Mr. Calava's kaleidoscopes
Are kept in apothecary jars,
As if the sea were a pharmacy
Of lozenges and doled them out
Without a prescription, especially
For Mr. Calava, who firmly believes
The best things in life are free.
But what the sea has relinquished it
Has relinquished only in part. You know
How childish it is in it's irony.
The jigsaw puzzle is here. But then
Its missing pieces are still in the sea.
Not all the king's horses and all the king's men
Could ever put it together again,
Though - chip by chip,
And bit by bit -
Rouault could make a King of it.
Howard Moss
from "Beach Glass and Other Poems" edited by Paul Malloy
Mr. Calava. Who is this Mr. Calava? What kind of person gets up at 5am. to search the beach for seaglass? I like how this poem jumbles different stories together. First there is this collector and his dedicated search, then the story of the rareness of each colour of glass, and the sea as an artist, a glassblower who doesn't care about the quality or origin of it's material because, and this is my favorite line, "It knows that everything will be pared down in the end." I love that. Think about that awhile. It's so true. What does it matter the quality of my possessions ? What matters in the end is what was useful to me, what I actually did something with, what I took and turned into something more.

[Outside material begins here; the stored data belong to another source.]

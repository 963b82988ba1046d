//! Session transport
//!
//! Owns one logical connection to the terminal server and multiplexes named
//! events over it. Listeners live in a registry that survives reconnects;
//! each time a connection is acknowledged the whole registry is attached
//! to it before anything else is dispatched.
//!
//! Everything here runs on the main loop thread. `connect` returns a
//! [`Handshake`] that settles while the loop calls [`Transport::poll`].

use std::collections::HashMap;
use std::fmt;
use std::rc::Rc;
use std::sync::mpsc::{self, Receiver, Sender, TryRecvError};
use std::thread;
use std::time::{Duration, Instant};

use serde_json::{json, Value};
use thiserror::Error;
use tracing::{debug, info, warn};

use super::link::{ConnectParams, Connector, Link, LinkPoll, WsConnector};
use super::packet::{error_message, Packet};

/// Poll interval while waiting for a handshake
const HANDSHAKE_POLL_INTERVAL: Duration = Duration::from_millis(5);

/// Outbound event names
pub mod events {
    pub const EXEC: &str = "exec_terminal";
    pub const INPUT: &str = "terminal_input";
    pub const RESIZE: &str = "resize_terminal";
    pub const SET_CWD: &str = "set_cwd";
    pub const CLOSE: &str = "close_terminal";

    pub const CONNECT: &str = "connect";
    pub const CONNECT_ERROR: &str = "connect_error";
    pub const DISCONNECT: &str = "disconnect";
}

#[derive(Error, Debug, Clone, PartialEq, Eq)]
pub enum TransportError {
    #[error("No authentication token")]
    MissingToken,

    #[error("Invalid server address: {0}")]
    Url(String),

    #[error("WebSocket error: {0}")]
    WebSocket(String),

    #[error("Handshake rejected: {0}")]
    Handshake(String),

    #[error("Connection attempt cancelled")]
    Cancelled,

    #[error("Timed out waiting for the server")]
    Timeout,

    #[error("Connection closed: {0}")]
    Closed(String),
}

/// Connection lifecycle
#[derive(Debug, Clone, Copy, PartialEq, Eq)]
pub enum ConnectionStatus {
    Disconnected,
    Connecting,
    Connected,
}

impl fmt::Display for ConnectionStatus {
    fn fmt(&self, f: &mut fmt::Formatter<'_>) -> fmt::Result {
        let s = match self {
            ConnectionStatus::Disconnected => "disconnected",
            ConnectionStatus::Connecting => "connecting",
            ConnectionStatus::Connected => "connected",
        };
        f.write_str(s)
    }
}

/// Event handler; receives the first event argument (or `null`)
pub type Handler = Rc<dyn Fn(&Value)>;

/// Named handler slots.
///
/// Each event name holds at most one handler and registering again
/// replaces the previous one. Callers wanting fan-out must multiplex
/// inside their own handler.
#[derive(Default, Clone)]
pub struct ListenerRegistry {
    slots: HashMap<String, Handler>,
}

impl ListenerRegistry {
    pub fn new() -> Self {
        Self::default()
    }

    /// Store a handler, returning the one it replaced
    pub fn insert(&mut self, name: &str, handler: Handler) -> Option<Handler> {
        self.slots.insert(name.to_string(), handler)
    }

    pub fn remove(&mut self, name: &str) -> Option<Handler> {
        self.slots.remove(name)
    }

    pub fn get(&self, name: &str) -> Option<Handler> {
        self.slots.get(name).cloned()
    }

    #[allow(dead_code)]
    pub fn contains(&self, name: &str) -> bool {
        self.slots.contains_key(name)
    }

    pub fn len(&self) -> usize {
        self.slots.len()
    }

    #[allow(dead_code)]
    pub fn is_empty(&self) -> bool {
        self.slots.is_empty()
    }
}

impl fmt::Debug for ListenerRegistry {
    fn fmt(&self, f: &mut fmt::Formatter<'_>) -> fmt::Result {
        let mut names: Vec<&String> = self.slots.keys().collect();
        names.sort();
        f.debug_struct("ListenerRegistry").field("events", &names).finish()
    }
}

/// Pending result of a `connect` call
pub struct Handshake {
    rx: Receiver<Result<(), TransportError>>,
    settled: Option<Result<(), TransportError>>,
}

impl Handshake {
    fn pending() -> (Sender<Result<(), TransportError>>, Self) {
        let (tx, rx) = mpsc::channel();
        (tx, Self { rx, settled: None })
    }

    fn resolved(result: Result<(), TransportError>) -> Self {
        let (_tx, mut handshake) = Self::pending();
        handshake.settled = Some(result);
        handshake
    }

    /// The outcome, once the transport has settled it
    pub fn try_result(&mut self) -> Option<Result<(), TransportError>> {
        if self.settled.is_none() {
            self.settled = match self.rx.try_recv() {
                Ok(result) => Some(result),
                Err(TryRecvError::Empty) => None,
                // Transport dropped without settling
                Err(TryRecvError::Disconnected) => Some(Err(TransportError::Cancelled)),
            };
        }
        self.settled.clone()
    }

    #[allow(dead_code)]
    pub fn is_settled(&mut self) -> bool {
        self.try_result().is_some()
    }
}

/// A live link plus the handlers attached to it
struct LiveConnection {
    link: Box<dyn Link>,
    attached: HashMap<String, Handler>,
}

/// Event transport to the terminal server
pub struct Transport<C: Connector = WsConnector> {
    connector: C,
    server: String,
    namespace: String,
    status: ConnectionStatus,
    registry: ListenerRegistry,
    connection: Option<LiveConnection>,
    waiters: Vec<Sender<Result<(), TransportError>>>,
}

impl Transport<WsConnector> {
    /// Transport over WebSocket links
    pub fn websocket(server: &str, namespace: &str) -> Self {
        Self::new(WsConnector, server, namespace)
    }
}

impl<C: Connector> Transport<C> {
    pub fn new(connector: C, server: &str, namespace: &str) -> Self {
        Self {
            connector,
            server: server.to_string(),
            namespace: namespace.to_string(),
            status: ConnectionStatus::Disconnected,
            registry: ListenerRegistry::new(),
            connection: None,
            waiters: Vec::new(),
        }
    }

    pub fn status(&self) -> ConnectionStatus {
        self.status
    }

    pub fn is_connected(&self) -> bool {
        self.status == ConnectionStatus::Connected
    }

    pub fn server(&self) -> &str {
        &self.server
    }

    #[allow(dead_code)]
    pub fn namespace(&self) -> &str {
        &self.namespace
    }

    #[allow(dead_code)]
    pub fn registry(&self) -> &ListenerRegistry {
        &self.registry
    }

    /// Start connecting.
    ///
    /// Connected: resolves immediately. Connecting: joins the attempt in
    /// flight. An empty token fails before anything is opened.
    pub fn connect(&mut self, token: &str, initial_cwd: Option<&str>) -> Result<Handshake, TransportError> {
        if token.trim().is_empty() {
            return Err(TransportError::MissingToken);
        }

        match self.status {
            ConnectionStatus::Connected => {
                debug!("connect() while connected; nothing to do");
                return Ok(Handshake::resolved(Ok(())));
            }
            ConnectionStatus::Connecting => {
                let (tx, handshake) = Handshake::pending();
                self.waiters.push(tx);
                return Ok(handshake);
            }
            ConnectionStatus::Disconnected => {}
        }

        let params = ConnectParams {
            server: self.server.clone(),
            namespace: self.namespace.clone(),
            token: token.to_string(),
            initial_cwd: initial_cwd.map(str::to_string),
        };
        let link = self.connector.open(&params)?;
        info!("Connecting to {} (namespace {})", self.server, self.namespace);

        self.connection = Some(LiveConnection {
            link,
            attached: HashMap::new(),
        });
        self.status = ConnectionStatus::Connecting;

        let (tx, handshake) = Handshake::pending();
        self.waiters.push(tx);
        Ok(handshake)
    }

    /// Pump until `handshake` settles or `timeout` elapses.
    ///
    /// Blocks the caller; the interactive front-end settles handshakes from
    /// its own loop instead.
    #[allow(dead_code)]
    pub fn wait(&mut self, handshake: &mut Handshake, timeout: Option<Duration>) -> Result<(), TransportError> {
        let started = Instant::now();
        loop {
            self.poll();
            if let Some(result) = handshake.try_result() {
                return result;
            }
            if let Some(limit) = timeout {
                if started.elapsed() >= limit {
                    warn!("Handshake timed out after {:?}", limit);
                    self.settle(Err(TransportError::Timeout));
                    self.disconnect();
                    return Err(TransportError::Timeout);
                }
            }
            thread::sleep(HANDSHAKE_POLL_INTERVAL);
        }
    }

    /// Tear down the connection. Safe in any state.
    pub fn disconnect(&mut self) {
        let previous = self.status;
        let Some(mut conn) = self.connection.take() else {
            self.status = ConnectionStatus::Disconnected;
            return;
        };

        if previous == ConnectionStatus::Connected {
            let _ = conn.link.send(Packet::Disconnect {
                namespace: self.namespace.clone(),
            });
        }
        conn.link.close();
        self.status = ConnectionStatus::Disconnected;
        info!("Disconnected from {}", self.server);

        match previous {
            ConnectionStatus::Connecting => self.settle(Err(TransportError::Cancelled)),
            ConnectionStatus::Connected => {
                self.dispatch_lifecycle(events::DISCONNECT, &json!("io client disconnect"))
            }
            ConnectionStatus::Disconnected => {}
        }
    }

    /// Register `handler` for `name`, replacing any previous one
    pub fn on<F>(&mut self, name: &str, handler: F)
    where
        F: Fn(&Value) + 'static,
    {
        let handler: Handler = Rc::new(handler);
        if self.registry.insert(name, handler.clone()).is_some() {
            debug!("Replaced handler for '{}'", name);
        }
        if self.status == ConnectionStatus::Connected {
            if let Some(conn) = self.connection.as_mut() {
                conn.attached.insert(name.to_string(), handler);
            }
        }
    }

    #[allow(dead_code)]
    pub fn off(&mut self, name: &str) {
        self.registry.remove(name);
        if let Some(conn) = self.connection.as_mut() {
            conn.attached.remove(name);
        }
    }

    /// Best-effort send; dropped with a warning unless connected
    pub fn emit(&mut self, name: &str, payload: Option<Value>) {
        let conn = match (self.status, self.connection.as_mut()) {
            (ConnectionStatus::Connected, Some(conn)) => conn,
            _ => {
                warn!("Dropping '{}': not connected", name);
                return;
            }
        };
        if let Err(e) = conn.link.send(Packet::event(&self.namespace, name, payload)) {
            warn!("Dropping '{}': {}", name, e);
        }
    }

    pub fn exec_command(&mut self, command: &str, new_cwd: Option<&str>) {
        let mut payload = json!({ "command": command });
        if let Some(cwd) = new_cwd {
            payload["newCwd"] = json!(cwd);
        }
        self.emit(events::EXEC, Some(payload));
    }

    pub fn send_input(&mut self, input: &str) {
        self.emit(events::INPUT, Some(json!({ "input": input })));
    }

    pub fn resize(&mut self, cols: u16, rows: u16) {
        self.emit(events::RESIZE, Some(json!({ "cols": cols, "rows": rows })));
    }

    pub fn set_working_directory(&mut self, path: &str) {
        self.emit(events::SET_CWD, Some(json!({ "cwd": path })));
    }

    pub fn close_session(&mut self) {
        self.emit(events::CLOSE, None);
    }

    /// Process every packet the link has ready; returns how many
    pub fn poll(&mut self) -> usize {
        let mut processed = 0;
        loop {
            let Some(conn) = self.connection.as_mut() else {
                break;
            };
            match conn.link.try_recv() {
                LinkPoll::Empty => break,
                LinkPoll::Closed(reason) => {
                    processed += 1;
                    self.handle_closed(reason);
                    break;
                }
                LinkPoll::Packet(packet) => {
                    processed += 1;
                    self.handle_packet(packet);
                }
            }
        }
        processed
    }

    fn handle_packet(&mut self, packet: Packet) {
        match packet {
            Packet::Connect { data, .. } => {
                if self.status != ConnectionStatus::Connecting {
                    debug!("Ignoring unexpected CONNECT in state {}", self.status);
                    return;
                }
                self.status = ConnectionStatus::Connected;
                if let Some(conn) = self.connection.as_mut() {
                    conn.attached = self.registry.slots.clone();
                }
                info!("Connected; attached {} listener(s)", self.registry.len());
                self.settle(Ok(()));
                self.dispatch_lifecycle(events::CONNECT, &data.unwrap_or(Value::Null));
            }
            Packet::ConnectError { data, .. } => {
                let message = error_message(&data);
                warn!("Connect error: {}", message);
                self.teardown();
                self.settle(Err(TransportError::Handshake(message)));
                self.dispatch_lifecycle(events::CONNECT_ERROR, &data);
            }
            Packet::Disconnect { .. } => {
                self.handle_closed("io server disconnect".to_string());
            }
            Packet::Event { name, args, .. } => {
                let handler = match (self.status, self.connection.as_ref()) {
                    (ConnectionStatus::Connected, Some(conn)) => conn.attached.get(&name).cloned(),
                    _ => None,
                };
                match handler {
                    Some(handler) => {
                        let arg = args.into_iter().next().unwrap_or(Value::Null);
                        handler(&arg);
                    }
                    None => debug!("No listener for '{}'", name),
                }
            }
            Packet::Ack { id, .. } => debug!("Ignoring ack {}", id),
        }
    }

    fn handle_closed(&mut self, reason: String) {
        let previous = self.status;
        self.teardown();
        info!("Link closed ({}) while {}", reason, previous);
        match previous {
            ConnectionStatus::Connecting => {
                self.settle(Err(TransportError::Closed(reason.clone())));
                self.dispatch_lifecycle(events::CONNECT_ERROR, &json!({ "message": reason }));
            }
            ConnectionStatus::Connected => self.dispatch_lifecycle(events::DISCONNECT, &json!(reason)),
            ConnectionStatus::Disconnected => {}
        }
    }

    /// Drop the connection handle; the registry is kept
    fn teardown(&mut self) {
        if let Some(mut conn) = self.connection.take() {
            conn.link.close();
        }
        self.status = ConnectionStatus::Disconnected;
    }

    fn settle(&mut self, result: Result<(), TransportError>) {
        for waiter in self.waiters.drain(..) {
            let _ = waiter.send(result.clone());
        }
    }

    fn dispatch_lifecycle(&self, name: &str, payload: &Value) {
        if let Some(handler) = self.registry.get(name) {
            handler(payload);
        }
    }
}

And then there's the story of the sea as a pharmacy - that gets me too. For myself, and I know I must speak for so many, the sea has so many medicinal benefits - how could I even name them all?! And then, the story of the puzzle pieces forever scattered - I don't know if I feel sad about that, or happy. Is Mr. Calava slowly gathering these puzzle pieces together again, or is he intent on putting them together in a new way? A new art from a scattered and broken original? What a thought. (Georges Rouault was a French artist whose painting "Old King" looks very much as if it could've been a mosaic of seaglass.) All these parts of stories jumbled together seem rather like the bits and chips of coloured seaglass collected in Mr. Calava's apothecary jars, don't they?